• **Instructions to follow**
Exact copies of all the records are to be output.

- Opening Delimiter -

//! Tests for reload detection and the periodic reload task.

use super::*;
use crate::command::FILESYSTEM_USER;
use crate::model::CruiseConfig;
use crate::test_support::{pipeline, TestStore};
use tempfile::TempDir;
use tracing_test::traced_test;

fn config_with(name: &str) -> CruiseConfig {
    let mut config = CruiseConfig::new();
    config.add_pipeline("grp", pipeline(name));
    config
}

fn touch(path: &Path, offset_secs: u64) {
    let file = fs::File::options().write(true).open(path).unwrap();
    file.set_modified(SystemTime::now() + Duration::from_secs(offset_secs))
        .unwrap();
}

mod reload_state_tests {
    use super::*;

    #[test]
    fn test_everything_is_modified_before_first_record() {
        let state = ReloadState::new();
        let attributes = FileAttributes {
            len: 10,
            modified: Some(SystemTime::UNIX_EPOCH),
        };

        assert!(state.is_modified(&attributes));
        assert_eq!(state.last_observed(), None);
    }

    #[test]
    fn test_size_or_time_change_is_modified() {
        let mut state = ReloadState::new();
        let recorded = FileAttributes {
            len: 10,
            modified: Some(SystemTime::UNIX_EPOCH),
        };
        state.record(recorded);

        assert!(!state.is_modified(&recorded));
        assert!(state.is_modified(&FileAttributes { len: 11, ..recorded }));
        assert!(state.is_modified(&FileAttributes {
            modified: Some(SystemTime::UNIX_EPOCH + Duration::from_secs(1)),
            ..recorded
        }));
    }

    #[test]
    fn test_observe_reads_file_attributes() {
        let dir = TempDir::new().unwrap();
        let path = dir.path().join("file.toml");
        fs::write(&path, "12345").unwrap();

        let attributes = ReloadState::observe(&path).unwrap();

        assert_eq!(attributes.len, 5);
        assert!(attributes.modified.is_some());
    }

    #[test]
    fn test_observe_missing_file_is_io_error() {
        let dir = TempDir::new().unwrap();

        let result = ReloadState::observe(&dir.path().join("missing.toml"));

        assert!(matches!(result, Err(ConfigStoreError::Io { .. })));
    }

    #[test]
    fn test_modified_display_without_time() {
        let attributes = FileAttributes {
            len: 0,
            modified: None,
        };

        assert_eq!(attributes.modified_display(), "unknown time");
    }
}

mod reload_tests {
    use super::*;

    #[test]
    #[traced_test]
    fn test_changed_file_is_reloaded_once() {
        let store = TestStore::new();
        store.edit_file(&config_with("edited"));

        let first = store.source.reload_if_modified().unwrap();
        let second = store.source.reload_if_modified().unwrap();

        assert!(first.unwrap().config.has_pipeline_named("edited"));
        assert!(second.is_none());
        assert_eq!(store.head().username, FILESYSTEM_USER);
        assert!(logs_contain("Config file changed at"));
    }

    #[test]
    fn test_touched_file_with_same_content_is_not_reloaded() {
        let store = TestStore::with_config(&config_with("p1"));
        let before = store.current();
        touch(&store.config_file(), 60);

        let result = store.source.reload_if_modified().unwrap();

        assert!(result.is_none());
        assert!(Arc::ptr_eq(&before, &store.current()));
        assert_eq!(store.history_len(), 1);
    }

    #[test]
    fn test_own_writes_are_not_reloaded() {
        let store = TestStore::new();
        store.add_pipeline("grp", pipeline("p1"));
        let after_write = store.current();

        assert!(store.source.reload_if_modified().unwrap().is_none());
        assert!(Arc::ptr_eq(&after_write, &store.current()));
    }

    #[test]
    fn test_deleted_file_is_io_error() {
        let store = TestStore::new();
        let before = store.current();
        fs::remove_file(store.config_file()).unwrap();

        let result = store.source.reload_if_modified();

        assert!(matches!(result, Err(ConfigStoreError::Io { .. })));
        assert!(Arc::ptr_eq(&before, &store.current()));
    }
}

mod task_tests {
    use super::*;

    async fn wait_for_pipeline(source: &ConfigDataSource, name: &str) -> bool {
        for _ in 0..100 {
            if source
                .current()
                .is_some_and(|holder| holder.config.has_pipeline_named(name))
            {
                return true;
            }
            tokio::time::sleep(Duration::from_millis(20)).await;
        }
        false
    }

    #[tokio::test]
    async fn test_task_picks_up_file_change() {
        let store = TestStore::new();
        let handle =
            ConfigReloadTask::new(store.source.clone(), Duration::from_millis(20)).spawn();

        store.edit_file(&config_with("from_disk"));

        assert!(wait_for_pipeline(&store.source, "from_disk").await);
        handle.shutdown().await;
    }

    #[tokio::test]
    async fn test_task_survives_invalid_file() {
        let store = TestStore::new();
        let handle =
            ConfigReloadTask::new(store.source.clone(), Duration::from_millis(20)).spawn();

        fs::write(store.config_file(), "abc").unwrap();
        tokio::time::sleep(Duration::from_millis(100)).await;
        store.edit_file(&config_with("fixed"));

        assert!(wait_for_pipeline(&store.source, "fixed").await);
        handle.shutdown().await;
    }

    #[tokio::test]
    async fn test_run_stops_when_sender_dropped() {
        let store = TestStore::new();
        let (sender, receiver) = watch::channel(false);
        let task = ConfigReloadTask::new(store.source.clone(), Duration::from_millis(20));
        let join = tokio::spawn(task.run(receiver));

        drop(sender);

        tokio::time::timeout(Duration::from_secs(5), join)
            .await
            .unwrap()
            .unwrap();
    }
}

- Closing Delimiter -

• **Result**
//! Tests for reload detection and the periodic reload task.

use super::*;
use crate::command::FILESYSTEM_USER;
use crate::model::CruiseConfig;
use crate::test_support::{pipeline, TestStore};
use tempfile::TempDir;
use tracing_test::traced_test;

fn config_with(name: &str) -> CruiseConfig {
    let mut config = CruiseConfig::new();
    config.add_pipeline("grp", pipeline(name));
    config
}

fn touch(path: &Path, offset_secs: u64) {
    let file = fs::File::options().write(true).open(path).unwrap();
    file.set_modified(SystemTime::now() + Duration::from_secs(offset_secs))
        .unwrap();
}

mod reload_state_tests {
    use super::*;

    #[test]
    fn test_everything_is_modified_before_first_record() {
        let state = ReloadState::new();
        let attributes = FileAttributes {
            len: 10,
            modified: Some(SystemTime::UNIX_EPOCH),
        };

        assert!(state.is_modified(&attributes));
        assert_eq!(state.last_observed(), None);
    }

    #[test]
    fn test_size_or_time_change_is_modified() {
        let mut state = ReloadState::new();
        let recorded = FileAttributes {
            len: 10,
            modified: Some(SystemTime::UNIX_EPOCH),
        };
        state.record(recorded);

        assert!(!state.is_modified(&recorded));
        assert!(state.is_modified(&FileAttributes { len: 11, ..recorded }));
        assert!(state.is_modified(&FileAttributes {
            modified: Some(SystemTime::UNIX_EPOCH + Duration::from_secs(1)),
            ..recorded
        }));
    }

    #[test]
    fn test_observe_reads_file_attributes() {
        let dir = TempDir::new().unwrap();
        let path = dir.path().join("file.toml");
        fs::write(&path, "12345").unwrap();

        let attributes = ReloadState::observe(&path).unwrap();

        assert_eq!(attributes.len, 5);
        assert!(attributes.modified.is_some());
    }

    #[test]
    fn test_observe_missing_file_is_io_error() {
        let dir = TempDir::new().unwrap();

        let result = ReloadState::observe(&dir.path().join("missing.toml"));

        assert!(matches!(result, Err(ConfigStoreError::Io { .. })));
    }

    #[test]
    fn test_modified_display_without_time() {
        let attributes = FileAttributes {
            len: 0,
            modified: None,
        };

        assert_eq!(attributes.modified_display(), "unknown time");
    }
}

mod reload_tests {
    use super::*;

    #[test]
    #[traced_test]
    fn test_changed_file_is_reloaded_once() {
        let store = TestStore::new();
        store.edit_file(&config_with("edited"));

        let first = store.source.reload_if_modified().unwrap();
        let second = store.source.reload_if_modified().unwrap();

        assert!(first.unwrap().config.has_pipeline_named("edited"));
        assert!(second.is_none());
        assert_eq!(store.head().username, FILESYSTEM_USER);
        assert!(logs_contain("Config file changed at"));
    }

    #[test]
    fn test_touched_file_with_same_content_is_not_reloaded() {
        let store = TestStore::with_config(&config_with("p1"));
        let before = store.current();
        touch(&store.config_file(), 60);

        let result = store.source.reload_if_modified().unwrap();

        assert!(result.is_none());
        assert!(Arc::ptr_eq(&before, &store.current()));
        assert_eq!(store.history_len(), 1);
    }

    #[test]
    fn test_own_writes_are_not_reloaded() {
        let store = TestStore::new();
        store.add_pipeline("grp", pipeline("p1"));
        let after_write = store.current();

        assert!(store.source.reload_if_modified().unwrap().is_none());
        assert!(Arc::ptr_eq(&after_write, &store.current()));
    }

    #[test]
    fn test_deleted_file_is_io_error() {
        let store = TestStore::new();
        let before = store.current();
        fs::remove_file(store.config_file()).unwrap();

        let result = store.source.reload_if_modified();

        assert!(matches!(result, Err(ConfigStoreError::Io { .. })));
        assert!(Arc::ptr_eq(&before, &store.current()));
    }
}

mod task_tests {
    use super::*;

    async fn wait_for_pipeline(source: &ConfigDataSource, name: &str) -> bool {
        for _ in 0..100 {
            if source
                .current()
                .is_some_and(|holder| holder.config.has_pipeline_named(name))
            {
                return true;
            }
            tokio::time::sleep(Duration::from_millis(20)).await;
        }
        false
    }

    #[tokio::test]
    async fn test_task_picks_up_file_change() {
        let store = TestStore::new();
        let handle =
            ConfigReloadTask::new(store.source.clone(), Duration::from_millis(20)).spawn();

        store.edit_file(&config_with("from_disk"));

        assert!(wait_for_pipeline(&store.source, "from_disk").await);
        handle.shutdown().await;
    }

    #[tokio::test]
    async fn test_task_survives_invalid_file() {
        let store = TestStore::new();
        let handle =
            ConfigReloadTask::new(store.source.clone(), Duration::from_millis(20)).spawn();

        fs::write(store.config_file(), "abc").unwrap();
        tokio::time::sleep(Duration::from_millis(100)).await;
        store.edit_file(&config_with("fixed"));

        assert!(wait_for_pipeline(&store.source, "fixed").await);
        handle.shutdown().await;
    }

    #[tokio::test]
    async fn test_run_stops_when_sender_dropped() {
        let store = TestStore::new();
        let (sender, receiver) = watch::channel(false);
        let task = ConfigReloadTask::new(store.source.clone(), Duration::from_millis(20));
        let join = tokio::spawn(task.run(receiver));

        drop(sender);

        tokio::time::timeout(Duration::from_secs(5), join)
            .await
            .unwrap()
            .unwrap();
    }
}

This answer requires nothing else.